Revised Economic Data Reduces Load Forecast

PJM predicts summer peak loads will increase by about 1% annually over the next decade, with a 1.4% increase in 2014, according to a draft forecast outlined to the Planning Committee last week.

The 2014 load forecast reduces peak and energy forecasts from the 2013 report due to revisions to historical economic data and the addition to the PJM model of another year of load experience.

PJM Load Forecast Comparison (Source: PJM Interconnection, LLC)
(Source: PJM Interconnection, LLC)

A restatement in federal economic data made “the recent recession a little less deep and the recovery a little faster than data used in last year’s forecast,” PJM’s John Reynolds told the committee.

The projected 2014 summer peak is 157,399 MW, an increase of 2,214 MW from this summer’s weather normalized peak of 155,185 MW.

The RTO summer peak is projected at 173,852 MW for 2024 (an annualized increase of 1%) and 180,137 MW in 2029 (0.9% per year).

Compared to the 2013 load report, the new forecast reduces the anticipated summer peak for the next delivery year (2014) by 1,318 MW (-0.8%); the next RPM auction year (2017) by 2,777 MW (-1.7%) and the next RTEP study year (2019) by 3,457 MW (-2.0%).

Individual zones are expected to see average annual load growth of between 0.4% (RECO) and 1.8% (DOM) over the next 10 years. Several zonal forecasts were adjusted to account for large, unanticipated load changes:

  • AEP: The closure of the Ormet Corp. aluminum smelter in Hannibal, Ohio — the largest single load in PJM — reduced the summer peak by 370 MW in all years;
  • APS: 80-120 MW were added to the summer peak to reflect expansion of hydraulic fracturing facilities;
  • BGE: An “undisclosed project” currently under construction adds 120-315 MW to the summer peak;
  • DOM: Data center construction adds 288-896 MW to the summer peak.

Assumptions for future load management also have decreased from the 2013 report, to 12,400 MW from 14,600 MW. Projected energy efficiency was reduced to 900 MW from 1,100 MW.

Winter peaks are expected to grow by 0.9% annually over the next decade (to 144,496 MW) and 0.8% over the next 15 years (148,423 MW).
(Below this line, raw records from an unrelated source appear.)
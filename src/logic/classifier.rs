use super::features::FeatureVector;
use crate::error::{CropAdvisorError, Result};
use crate::models::{canonical_crop_id, DEFAULT_TOP_K};
use serde::{Deserialize, Serialize};
use std::sync::Arc;

/// Probability assigned to one crop class.
#[derive(Debug, Clone, PartialEq, Serialize, Deserialize)]
pub struct ClassProbability {
    pub crop: String,
    pub probability: f64,
}

impl ClassProbability {
    pub fn new(crop: impl Into<String>, probability: f64) -> Self {
        Self {
            crop: crop.into(),
            probability,
        }
    }
}

/// Trait for trained probabilistic crop classifiers.
///
/// Implementations return one entry per class in their native class order.
/// That order decides ties and may change whenever the model is retrained.
pub trait CropClassifier: Send + Sync {
    fn predict_probabilities(&self, features: &FeatureVector) -> Result<Vec<ClassProbability>>;
}

impl<F> CropClassifier for F
where
    F: Fn(&FeatureVector) -> Result<Vec<ClassProbability>> + Send + Sync,
{
    fn predict_probabilities(&self, features: &FeatureVector) -> Result<Vec<ClassProbability>> {
        self(features)
    }
}

/// Wraps an optional classifier and turns its output into a top-K ranking.
#[derive(Clone)]
pub struct ClassifierAdapter {
    classifier: Option<Arc<dyn CropClassifier>>,
    top_k: usize,
}

impl ClassifierAdapter {
    pub fn new(classifier: Option<Arc<dyn CropClassifier>>, top_k: usize) -> Self {
        Self { classifier, top_k }
    }

    pub fn unavailable() -> Self {
        Self::new(None, DEFAULT_TOP_K)
    }

    pub fn is_available(&self) -> bool {
        self.classifier.is_some()
    }

    /// Rank crops for a feature vector, best first.
    ///
    /// Fails with `ClassifierUnavailable` when no classifier is loaded and
    /// with `InferenceFailure` when the input or the classifier output is
    /// unusable. Returned crop ids are canonical (trimmed, lower-case).
    pub fn rank(&self, features: &FeatureVector) -> Result<Vec<ClassProbability>> {
        let classifier = self
            .classifier
            .as_ref()
            .ok_or(CropAdvisorError::ClassifierUnavailable)?;

        if !features.is_finite() {
            return Err(CropAdvisorError::InferenceFailure(format!(
                "non-finite feature vector {:?}",
                features.as_slice()
            )));
        }

        let mut predictions = classifier
            .predict_probabilities(features)
            .map_err(|e| match e {
                failure @ CropAdvisorError::InferenceFailure(_) => failure,
                other => CropAdvisorError::InferenceFailure(other.to_string()),
            })?;

        if predictions.is_empty() {
            return Err(CropAdvisorError::InferenceFailure(
                "classifier returned no classes".into(),
            ));
        }

        if let Some(bad) = predictions
            .iter()
            .find(|p| !(p.probability.is_finite() && (0.0..=1.0).contains(&p.probability)))
        {
            return Err(CropAdvisorError::InferenceFailure(format!(
                "invalid probability {} for class '{}'",
                bad.probability, bad.crop
            )));
        }

        // sort_by is stable, so equal probabilities keep native class order
        predictions.sort_by(|a, b| b.probability.total_cmp(&a.probability));
        predictions.truncate(self.top_k);

        Ok(predictions
            .into_iter()
            .map(|p| ClassProbability::new(canonical_crop_id(&p.crop), p.probability))
            .collect())
    }
}

impl std::fmt::Debug for ClassifierAdapter {
    fn fmt(&self, f: &mut std::fmt::Formatter<'_>) -> std::fmt::Result {
        f.debug_struct("ClassifierAdapter")
            .field("classifier", &self.classifier.as_ref().map(|_| "[loaded]"))
            .field("top_k", &self.top_k)
            .finish()
    }
}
Individual zones are projected to grow by 0.3% (ATSI) to 1.7% (DOM) annually for the decade.

Reynolds and Paul McGlynn, PJM general manager of system planning, asked transmission owners for feedback on the projections in their zones. “PJM does not have a deep understanding of what’s going on in Richmond and Allentown and Columbus,” Reynolds said.

Economist James Wilson, consultant to the public advocates of New Jersey, Pennsylvania, Delaware, Maryland and the District of Columbia, questioned what he called the “exogenous adjustment” to the BGE projection.

“Does it make sense to increase the BGE zone based on new load given the chronic over forecast in that zone?” he asked. Despite PJM predictions of increasing load, Wilson added, “The peak in BGE has gone sideways since 2005.”

Wilson also questioned PJM’s authority to make changes based on anticipated load additions. Manual 17, he noted, refers to adjustments for “load that’s already been experienced.”

“The plain language of the manuals does not authorize this sort of adjustment,” Wilson said. The change, he added, “has the potential to contribute to an RPM price spike.”

“We have not interpreted the manual that way recently,” Reynolds responded. “PJM and members wanted this.”

“Maybe we need to do a manual cleanup” to address the discrepancy, he acknowledged.